After cleaning the smoker several times with a scrub brush, using Dawn dish washing detergent and water, the Sticky coating was Still there. I am concerned that leaving this coating would be unsafe and would actually prevent a good bond between the smoker's metal interior and the cooking oil I will use during the Seasoning process. I also do not want this coating affecting the meats I will be cooking. But, I am hesitant to use any Harsh stripping chemicals to try and remove it from inside the cook chamber.

Does anyone know what this coating is, and how to Safely get rid of it, before I apply cooking oil and begin the Seasoning process?
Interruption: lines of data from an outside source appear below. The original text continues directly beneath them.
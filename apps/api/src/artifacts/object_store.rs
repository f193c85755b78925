use async_trait::async_trait;
use aws_sdk_s3::error::{DisplayErrorContext, ProvideErrorMetadata, SdkError};
use aws_sdk_s3::operation::get_object::GetObjectError;
use tokio_util::io::ReaderStream;
use tracing::debug;

use crate::artifacts::reader::{ArtifactBody, ArtifactContent, ArtifactReader, StorageError};

/// Reads artifacts from the S3 bucket the generation pipeline uploads to.
///
/// The pipeline writes both variants up front, so a missing key is final:
/// no retry and no compile-on-miss here.
#[derive(Clone)]
pub struct S3ArtifactReader {
    client: aws_sdk_s3::Client,
    bucket: String,
}

impl S3ArtifactReader {
    pub fn new(client: aws_sdk_s3::Client, bucket: String) -> Self {
        Self { client, bucket }
    }
}

#[async_trait]
impl ArtifactReader for S3ArtifactReader {
    async fn fetch(&self, key: &str) -> Result<ArtifactContent, StorageError> {
        debug!("GET s3://{}/{}", self.bucket, key);

        let output = self
            .client
            .get_object()
            .bucket(&self.bucket)
            .key(key)
            .send()
            .await
            .map_err(|e| map_get_error(key, e))?;

        let content_type = output.content_type().map(str::to_string);
        let length = output.content_length().and_then(|l| u64::try_from(l).ok());
        // Dropping the stream drops the underlying connection.
        let stream = ReaderStream::new(output.body.into_async_read());

        Ok(ArtifactContent {
            body: ArtifactBody::Stream(Box::pin(stream)),
            content_type,
            length,
        })
    }
}

fn map_get_error<R>(key: &str, err: SdkError<GetObjectError, R>) -> StorageError
where
    R: std::fmt::Debug,
{
    // Some S3-compatible stores answer a missing key with a bare `NotFound` code.
    let missing = err
        .as_service_error()
        .map(|e| e.is_no_such_key() || e.code() == Some("NotFound"))
        .unwrap_or(false);
    if missing {
        StorageError::NotFound(key.to_string())
    } else {
        StorageError::Backend(DisplayErrorContext(err).to_string())
    }
}
//! Test doubles for the object store and the render service.

use std::collections::HashMap;
use std::path::PathBuf;
use std::sync::atomic::{AtomicUsize, Ordering};
use std::sync::{Arc, Mutex};

use async_trait::async_trait;
use bytes::Bytes;
use futures::stream;

use crate::artifacts::reader::{ArtifactBody, ArtifactContent, ArtifactReader, StorageError};
use crate::render_client::{RenderError, RenderService};

/// Object store keyed by object key. Serves bodies as streams, like S3.
#[derive(Default)]
pub struct MemoryObjectStore {
    objects: Mutex<HashMap<String, Bytes>>,
    gets: AtomicUsize,
}

impl MemoryObjectStore {
    pub fn with(objects: &[(&str, &[u8])]) -> Self {
        let store = Self::default();
        {
            let mut map = store.objects.lock().unwrap();
            for (key, body) in objects {
                map.insert(key.to_string(), Bytes::copy_from_slice(body));
            }
        }
        store
    }

    pub fn gets(&self) -> usize {
        self.gets.load(Ordering::SeqCst)
    }
}

#[async_trait]
impl ArtifactReader for MemoryObjectStore {
    async fn fetch(&self, key: &str) -> Result<ArtifactContent, StorageError> {
        self.gets.fetch_add(1, Ordering::SeqCst);
        let body = self
            .objects
            .lock()
            .unwrap()
            .get(key)
            .cloned()
            .ok_or_else(|| StorageError::NotFound(key.to_string()))?;
        Ok(ArtifactContent {
            length: Some(body.len() as u64),
            content_type: Some("binary/octet-stream".to_string()),
            body: ArtifactBody::Stream(Box::pin(stream::iter(vec![Ok::<_, std::io::Error>(body)]))),
        })
    }
}

#[derive(Debug, Clone, Copy)]
pub enum RenderBehavior {
    /// Writes `<stem>.pdf` next to the source under the root.
    Compile,
    /// Answers success without producing a file.
    SucceedWithoutOutput,
    /// Answers with a non-success status.
    Fail,
    /// Cannot be reached.
    Unreachable,
}

/// Render service that counts invocations and acts on the local root directly.
pub struct FakeRenderer {
    root: PathBuf,
    behavior: RenderBehavior,
    calls: Mutex<Vec<String>>,
}

impl FakeRenderer {
    pub fn new(root: impl Into<PathBuf>, behavior: RenderBehavior) -> Arc<Self> {
        Arc::new(Self {
            root: root.into(),
            behavior,
            calls: Mutex::new(Vec::new()),
        })
    }

    pub fn calls(&self) -> Vec<String> {
        self.calls.lock().unwrap().clone()
    }
}

#[async_trait]
impl RenderService for FakeRenderer {
    async fn compile(&self, source_path: &str) -> Result<(), RenderError> {
        self.calls.lock().unwrap().push(source_path.to_string());
        match self.behavior {
            RenderBehavior::Compile => {
                let source = self.root.join(source_path);
                let markup = tokio::fs::read(&source)
                    .await
                    .map_err(|e| RenderError::CompilationFailed(e.to_string()))?;
                let mut rendered = b"%PDF-1.7\n".to_vec();
                rendered.extend_from_slice(&markup);
                tokio::fs::write(source.with_extension("pdf"), rendered)
                    .await
                    .map_err(|e| RenderError::CompilationFailed(e.to_string()))
            }
            RenderBehavior::SucceedWithoutOutput => Ok(()),
            RenderBehavior::Fail => Err(RenderError::CompilationFailed(
                "render service returned 500 Internal Server Error".to_string(),
            )),
            RenderBehavior::Unreachable => {
                Err(RenderError::Unavailable("connection refused".to_string()))
            }
        }
    }
}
Your wisdom and guidance would be Greatly Appreciated! Thank You.


----------



## tallbm (Jun 24, 2021)

Sunlovers2 said:


> I just bought a new Old Country BBQ Pits Wrangler model this past weekend.  While at Academy Sports,  I noticed that all of the OCB Pits' smokers had a Sticky coating covering the entire inside surface of Both the cook chamber and the fire box doors & walls. I assume it is some  type of oil or rust preventative used during manufacturing.
> 
> After cleaning the smoker several times with a scrub brush, using Dawn dish washing detergent and water, the Sticky coating was Still there. I am concerned that leaving this coating would be unsafe and would prevent a good bond between the smoker's metal interior and the cooking oil used during Seasoning. I also do not want it affecting the meats I will be cooking. But, I am hesitant to use any Harsh stripping chemicals to try and remove it.
> 
> ...



Hi there and welcome!

It is likely a rust preventative oil.
With smokers you must do an initial "seasoning" of the smoker, meaning you run it with no wood smoke with no food in it but with all racks, etc. at about a temp of 300F degrees or hotter for 3hrs or so to burn off all the oils. Just burning charcoal or providing as much straight heat as you can without the smoke.

Then you run it for an hour generating wood smoke so the smoke coats everything.
At this point your smoker should be good to go with smoking some food :)


----------



## forktender (Jun 24, 2021)

It's either veg or canola oil, you should have read the directions or called the manufacturer for advice.


----------



## mcokevin (Jun 24, 2021)

Read the initial startup instructions in the user manual and follow that.  That will give you the seasoning steps to do before you cook with it for the first time. 

You are probably ok but could have damaged it with the dawn and scrubbing. Might not be a bad idea to call the manufacturer and confirm though.


----------



## JLeonard (Jun 24, 2021)

Welcome to the forums. Let us know how you like the OC. Everytime I go to Academy I eyeball 'em pretty hard. I just dont have the patio space for one yet.
Jim


----------



## Sunlovers2 (Jun 24, 2021)

Thank you all for your replies.

Unfortunately, Academy Sports nor OCB Pits, provided an owner's manual. Also, repeated attempts to call the manufacturer resulted in only recorded messages.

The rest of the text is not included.